EXTRACTED INFORMATION.
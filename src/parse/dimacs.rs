use super::{CharIterator, ParseError, SourcePos};
use crate::literal::Literal;

#[derive(Debug, Eq, PartialEq)]
pub enum DimacsToken {
    /// p cnf header
    Header,

    /// A Literal, i.e., a signed or unsigned integer
    Lit(Literal),

    /// A zero integer, used as an ending sign
    Zero,

    /// Quantification, i.e., `e` and `a`
    Quant(QuantKind),

    /// End-of-line
    EOL,

    /// End-of-file
    EOF,
}

#[derive(Debug, Eq, PartialEq, Copy, Clone)]
pub enum QuantKind {
    Exists,
    Forall,
}

pub struct DimacsTokenStream<'a> {
    chars: CharIterator<'a>,
}

impl<'a> DimacsTokenStream<'a> {
    pub fn new(content: &'a str) -> DimacsTokenStream<'a> {
        DimacsTokenStream {
            chars: CharIterator::new(content),
        }
    }

    pub fn next_token(&mut self) -> Result<DimacsToken, ParseError> {
        while let Some(c) = self.chars.next() {
            match c {
                'c' => {
                    // comment line, ignore until next newline
                    self.chars.skip_while(|c| *c != '\n');
                }
                'p' => {
                    // DIMACS header
                    self.chars.expect_str(" cnf ")?;
                    return Ok(DimacsToken::Header);
                }
                'e' => return Ok(DimacsToken::Quant(QuantKind::Exists)),
                'a' => return Ok(DimacsToken::Quant(QuantKind::Forall)),
                '0' => return Ok(DimacsToken::Zero),
                '-' => {
                    // negated literal
                    return Ok(DimacsToken::Lit(self.chars.read_literal('-')?));
                }
                c if c.is_ascii_digit() => {
                    return Ok(DimacsToken::Lit(self.chars.read_literal(c)?));
                }
                '\n' => return Ok(DimacsToken::EOL),
                ' ' | '\t' | '\r' => continue,
                _ => {
                    return Err(ParseError {
                        msg: format!("Encountered unknown token `{}` during lexing", c),
                        pos: self.chars.pos,
                    });
                }
            }
        }
        // end of file
        Ok(DimacsToken::EOF)
    }

    pub fn expect_next(&mut self, token: &DimacsToken) -> Result<(), ParseError> {
        self.next_token().and_then(|next| {
            if next == *token {
                Ok(())
            } else {
                Err(ParseError {
                    msg: format!("Expected token `{:?}` but found `{:?}`", token, next),
                    pos: self.chars.pos,
                })
            }
        })
    }

    pub fn pos(&self) -> SourcePos {
        self.chars.pos
    }
}

fn parse_count(lexer: &mut DimacsTokenStream, what: &str) -> Result<usize, ParseError> {
    match lexer.next_token()? {
        DimacsToken::Zero => Ok(0),
        DimacsToken::Lit(l) => {
            if l.signed() {
                return Err(ParseError {
                    msg: format!(
                        "Malformed `p cnf` header, found negative value for number of {}",
                        what
                    ),
                    pos: lexer.pos(),
                });
            }
            Ok(l.variable() as usize)
        }
        token => Err(ParseError {
            msg: format!(
                "Malformed `p cnf` header, expected number of {}, found `{:?}`",
                what, token
            ),
            pos: lexer.pos(),
        }),
    }
}

/// Parses the `p cnf NUM NUM` header and returns number of variables and number of clauses
pub fn parse_header(lexer: &mut DimacsTokenStream) -> Result<(usize, usize), ParseError> {
    // first non-EOL token has to be `p cnf ` header
    loop {
        match lexer.next_token()? {
            DimacsToken::EOL => continue,
            DimacsToken::Header => break,
            token => {
                return Err(ParseError {
                    msg: format!("Expect `p cnf`, but found `{:?}`", token),
                    pos: lexer.pos(),
                });
            }
        }
    }
    let num_variables = parse_count(lexer, "variables")?;
    let num_clauses = parse_count(lexer, "clauses")?;
    Ok((num_variables, num_clauses))
}

/// Reads clauses until the end of input, starting with the already lexed
/// token `current`. Every variable has to be at most `num_variables`.
pub fn parse_matrix(
    lexer: &mut DimacsTokenStream,
    mut current: DimacsToken,
    num_variables: usize,
    num_clauses_expected: usize,
) -> Result<Vec<Vec<Literal>>, ParseError> {
    let mut clauses = Vec::with_capacity(num_clauses_expected);
    let mut literals: Vec<Literal> = Vec::new();

    loop {
        match current {
            DimacsToken::Zero => {
                // end of clause
                clauses.push(literals);
                literals = Vec::new();
            }
            DimacsToken::Lit(l) => {
                if l.variable() as usize > num_variables {
                    return Err(ParseError {
                        msg: format!(
                            "Variable {} exceeds the declared number of variables {}",
                            l.variable(),
                            num_variables
                        ),
                        pos: lexer.pos(),
                    });
                }
                literals.push(l);
            }
            DimacsToken::EOL => {}
            DimacsToken::EOF => {
                if !literals.is_empty() {
                    // End-of-file during clause read
                    return Err(ParseError {
                        msg: "Unexpected end of input while reading clause".to_string(),
                        pos: lexer.pos(),
                    });
                }
                if num_clauses_expected != clauses.len() {
                    return Err(ParseError {
                        msg: format!(
                            "Expected {} clauses, but found {}",
                            num_clauses_expected,
                            clauses.len()
                        ),
                        pos: lexer.pos(),
                    });
                }
                return Ok(clauses);
            }
            _ => {
                return Err(ParseError {
                    msg: format!("Unexpected token `{:?}` while reading clause", current),
                    pos: lexer.pos(),
                });
            }
        }
        current = lexer.next_token()?;
    }
}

TASK DETAILS. Retype only the lines running from the top of the listing to the line that holds "until next newline", both ends included.

SOLUTION FOR THIS PROBLEM.
filename src/parse/dimacs.rs
use super::{CharIterator, ParseError, SourcePos};
use crate::literal::Literal;

#[derive(Debug, Eq, PartialEq)]
pub enum DimacsToken {
    /// p cnf header
    Header,

    /// A Literal, i.e., a signed or unsigned integer
    Lit(Literal),

    /// A zero integer, used as an ending sign
    Zero,

    /// Quantification, i.e., `e` and `a`
    Quant(QuantKind),

    /// End-of-line
    EOL,

    /// End-of-file
    EOF,
}

#[derive(Debug, Eq, PartialEq, Copy, Clone)]
pub enum QuantKind {
    Exists,
    Forall,
}

pub struct DimacsTokenStream<'a> {
    chars: CharIterator<'a>,
}

impl<'a> DimacsTokenStream<'a> {
    pub fn new(content: &'a str) -> DimacsTokenStream<'a> {
        DimacsTokenStream {
            chars: CharIterator::new(content),
        }
    }

    pub fn next_token(&mut self) -> Result<DimacsToken, ParseError> {
        while let Some(c) = self.chars.next() {
            match c {
                'c' => {
                    // comment line, ignore until next newline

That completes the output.